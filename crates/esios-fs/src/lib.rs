//! Atomic filesystem primitives shared by the cache store.
//!
//! Every persisted file in this crate's callers goes through
//! [`write_atomic`] or [`write_atomic_json`]: write to a sibling temporary
//! file, then rename it into place. A crash or a failed write never leaves
//! a half-written file at the destination path.

use std::io;
use std::path::Path;

use serde::Serialize;
use tracing::warn;

/// Create `dir` and all of its parents if they don't already exist.
pub fn create_dir_all(dir: impl AsRef<Path>) -> io::Result<()> {
    fs_err::create_dir_all(dir)
}

/// Write `contents` to `path` atomically.
///
/// The parent directory is created if missing. On failure, the previous
/// contents of `path` (if any) are left untouched; the temporary file is
/// cleaned up and the error is returned to the caller to log and recover
/// from, never panicking.
pub fn write_atomic(path: impl AsRef<Path>, contents: &[u8]) -> io::Result<()> {
    let path = path.as_ref();
    let Some(dir) = path.parent() else {
        return fs_err::write(path, contents);
    };
    fs_err::create_dir_all(dir)?;

    let mut tmp = tempfile::Builder::new()
        .prefix(".esios-tmp-")
        .tempfile_in(dir)?;
    io::Write::write_all(&mut tmp, contents)?;
    tmp.as_file().sync_all()?;

    match tmp.persist(path) {
        Ok(_) => Ok(()),
        Err(err) => {
            warn!(path = %path.display(), error = %err.error, "atomic rename failed, leaving prior file intact");
            Err(err.error)
        }
    }
}

/// Serialize `value` as pretty JSON and write it atomically.
pub fn write_atomic_json<T: Serialize>(path: impl AsRef<Path>, value: &T) -> io::Result<()> {
    let bytes = serde_json::to_vec_pretty(value)
        .map_err(|err| io::Error::new(io::ErrorKind::InvalidData, err))?;
    write_atomic(path, &bytes)
}

/// Read and deserialize a JSON file, returning `None` on any I/O or parse
/// error. Corrupt files are left in place here — the caller decides whether
/// to delete them (see `esios_cache`'s read-then-delete-on-corruption policy).
pub fn read_json<T: serde::de::DeserializeOwned>(path: impl AsRef<Path>) -> Option<T> {
    let bytes = fs_err::read(path.as_ref()).ok()?;
    serde_json::from_slice(&bytes).ok()
}

/// Remove `path` if it exists, ignoring a "not found" error.
pub fn remove_file_if_exists(path: impl AsRef<Path>) -> io::Result<()> {
    match fs_err::remove_file(path) {
        Ok(()) => Ok(()),
        Err(err) if err.kind() == io::ErrorKind::NotFound => Ok(()),
        Err(err) => Err(err),
    }
}

/// Recursively remove `dir`'s children, then prune now-empty directories
/// up to (but not including) `stop_at`. Returns the number of files removed.
pub fn remove_tree_pruning_empty_dirs(dir: &Path, stop_at: &Path) -> io::Result<usize> {
    if !dir.exists() {
        return Ok(0);
    }

    let mut removed = 0;
    for entry in walkdir::WalkDir::new(dir).contents_first(true) {
        let entry = entry.map_err(io::Error::from)?;
        let path = entry.path();
        if entry.file_type().is_dir() {
            // `read_dir` fails silently if the directory isn't empty; that's fine,
            // it means a file we don't own lives there.
            let _ = fs_err::remove_dir(path);
        } else {
            fs_err::remove_file(path)?;
            removed += 1;
        }
    }

    let mut parent = dir.parent();
    while let Some(p) = parent {
        if p == stop_at || !p.starts_with(stop_at) {
            break;
        }
        if fs_err::remove_dir(p).is_err() {
            break;
        }
        parent = p.parent();
    }

    Ok(removed)
}

/// True if `dir` exists and contains at least one entry.
pub fn dir_is_non_empty(dir: impl AsRef<Path>) -> bool {
    fs_err::read_dir(dir)
        .map(|mut entries| entries.next().is_some())
        .unwrap_or(false)
}

/// Recursively copy every entry under `src` into `dst`, preserving the
/// relative directory structure. Intermediate directories are created as
/// needed; a missing `src` is a no-op.
pub fn copy_tree(src: &Path, dst: &Path) -> io::Result<()> {
    if !src.exists() {
        return Ok(());
    }
    for entry in walkdir::WalkDir::new(src) {
        let entry = entry.map_err(io::Error::from)?;
        let rel = entry
            .path()
            .strip_prefix(src)
            .expect("walkdir yields only descendants of its own root");
        if rel.as_os_str().is_empty() {
            continue;
        }
        let target = dst.join(rel);
        if entry.file_type().is_dir() {
            fs_err::create_dir_all(&target)?;
        } else {
            if let Some(parent) = target.parent() {
                fs_err::create_dir_all(parent)?;
            }
            fs_err::copy(entry.path(), &target)?;
        }
    }
    Ok(())
}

____

## [EXERCISE GOAL]
The whole listing, restated word for word, is the expected answer.

## [RESULT OF THIS TASK]
filename crates/esios-fs/src/lib.rs
//! Atomic filesystem primitives shared by the cache store.
//!
//! Every persisted file in this crate's callers goes through
//! [`write_atomic`] or [`write_atomic_json`]: write to a sibling temporary
//! file, then rename it into place. A crash or a failed write never leaves
//! a half-written file at the destination path.

use std::io;
use std::path::Path;

use serde::Serialize;
use tracing::warn;

/// Create `dir` and all of its parents if they don't already exist.
pub fn create_dir_all(dir: impl AsRef<Path>) -> io::Result<()> {
    fs_err::create_dir_all(dir)
}

/// Write `contents` to `path` atomically.
///
/// The parent directory is created if missing. On failure, the previous
/// contents of `path` (if any) are left untouched; the temporary file is
/// cleaned up and the error is returned to the caller to log and recover
/// from, never panicking.
pub fn write_atomic(path: impl AsRef<Path>, contents: &[u8]) -> io::Result<()> {
    let path = path.as_ref();
    let Some(dir) = path.parent() else {
        return fs_err::write(path, contents);
    };
    fs_err::create_dir_all(dir)?;

    let mut tmp = tempfile::Builder::new()
        .prefix(".esios-tmp-")
        .tempfile_in(dir)?;
    io::Write::write_all(&mut tmp, contents)?;
    tmp.as_file().sync_all()?;

    match tmp.persist(path) {
        Ok(_) => Ok(()),
        Err(err) => {
            warn!(path = %path.display(), error = %err.error, "atomic rename failed, leaving prior file intact");
            Err(err.error)
        }
    }
}

/// Serialize `value` as pretty JSON and write it atomically.
pub fn write_atomic_json<T: Serialize>(path: impl AsRef<Path>, value: &T) -> io::Result<()> {
    let bytes = serde_json::to_vec_pretty(value)
        .map_err(|err| io::Error::new(io::ErrorKind::InvalidData, err))?;
    write_atomic(path, &bytes)
}

/// Read and deserialize a JSON file, returning `None` on any I/O or parse
/// error. Corrupt files are left in place here — the caller decides whether
/// to delete them (see `esios_cache`'s read-then-delete-on-corruption policy).
pub fn read_json<T: serde::de::DeserializeOwned>(path: impl AsRef<Path>) -> Option<T> {
    let bytes = fs_err::read(path.as_ref()).ok()?;
    serde_json::from_slice(&bytes).ok()
}

/// Remove `path` if it exists, ignoring a "not found" error.
pub fn remove_file_if_exists(path: impl AsRef<Path>) -> io::Result<()> {
    match fs_err::remove_file(path) {
        Ok(()) => Ok(()),
        Err(err) if err.kind() == io::ErrorKind::NotFound => Ok(()),
        Err(err) => Err(err),
    }
}

/// Recursively remove `dir`'s children, then prune now-empty directories
/// up to (but not including) `stop_at`. Returns the number of files removed.
pub fn remove_tree_pruning_empty_dirs(dir: &Path, stop_at: &Path) -> io::Result<usize> {
    if !dir.exists() {
        return Ok(0);
    }

    let mut removed = 0;
    for entry in walkdir::WalkDir::new(dir).contents_first(true) {
        let entry = entry.map_err(io::Error::from)?;
        let path = entry.path();
        if entry.file_type().is_dir() {
            // `read_dir` fails silently if the directory isn't empty; that's fine,
            // it means a file we don't own lives there.
            let _ = fs_err::remove_dir(path);
        } else {
            fs_err::remove_file(path)?;
            removed += 1;
        }
    }

    let mut parent = dir.parent();
    while let Some(p) = parent {
        if p == stop_at || !p.starts_with(stop_at) {
            break;
        }
        if fs_err::remove_dir(p).is_err() {
            break;
        }
        parent = p.parent();
    }

    Ok(removed)
}

/// True if `dir` exists and contains at least one entry.
pub fn dir_is_non_empty(dir: impl AsRef<Path>) -> bool {
    fs_err::read_dir(dir)
        .map(|mut entries| entries.next().is_some())
        .unwrap_or(false)
}

/// Recursively copy every entry under `src` into `dst`, preserving the
/// relative directory structure. Intermediate directories are created as
/// needed; a missing `src` is a no-op.
pub fn copy_tree(src: &Path, dst: &Path) -> io::Result<()> {
    if !src.exists() {
        return Ok(());
    }
    for entry in walkdir::WalkDir::new(src) {
        let entry = entry.map_err(io::Error::from)?;
        let rel = entry
            .path()
            .strip_prefix(src)
            .expect("walkdir yields only descendants of its own root");
        if rel.as_os_str().is_empty() {
            continue;
        }
        let target = dst.join(rel);
        if entry.file_type().is_dir() {
            fs_err::create_dir_all(&target)?;
        } else {
            if let Some(parent) = target.parent() {
                fs_err::create_dir_all(parent)?;
            }
            fs_err::copy(entry.path(), &target)?;
        }
    }
    Ok(())
}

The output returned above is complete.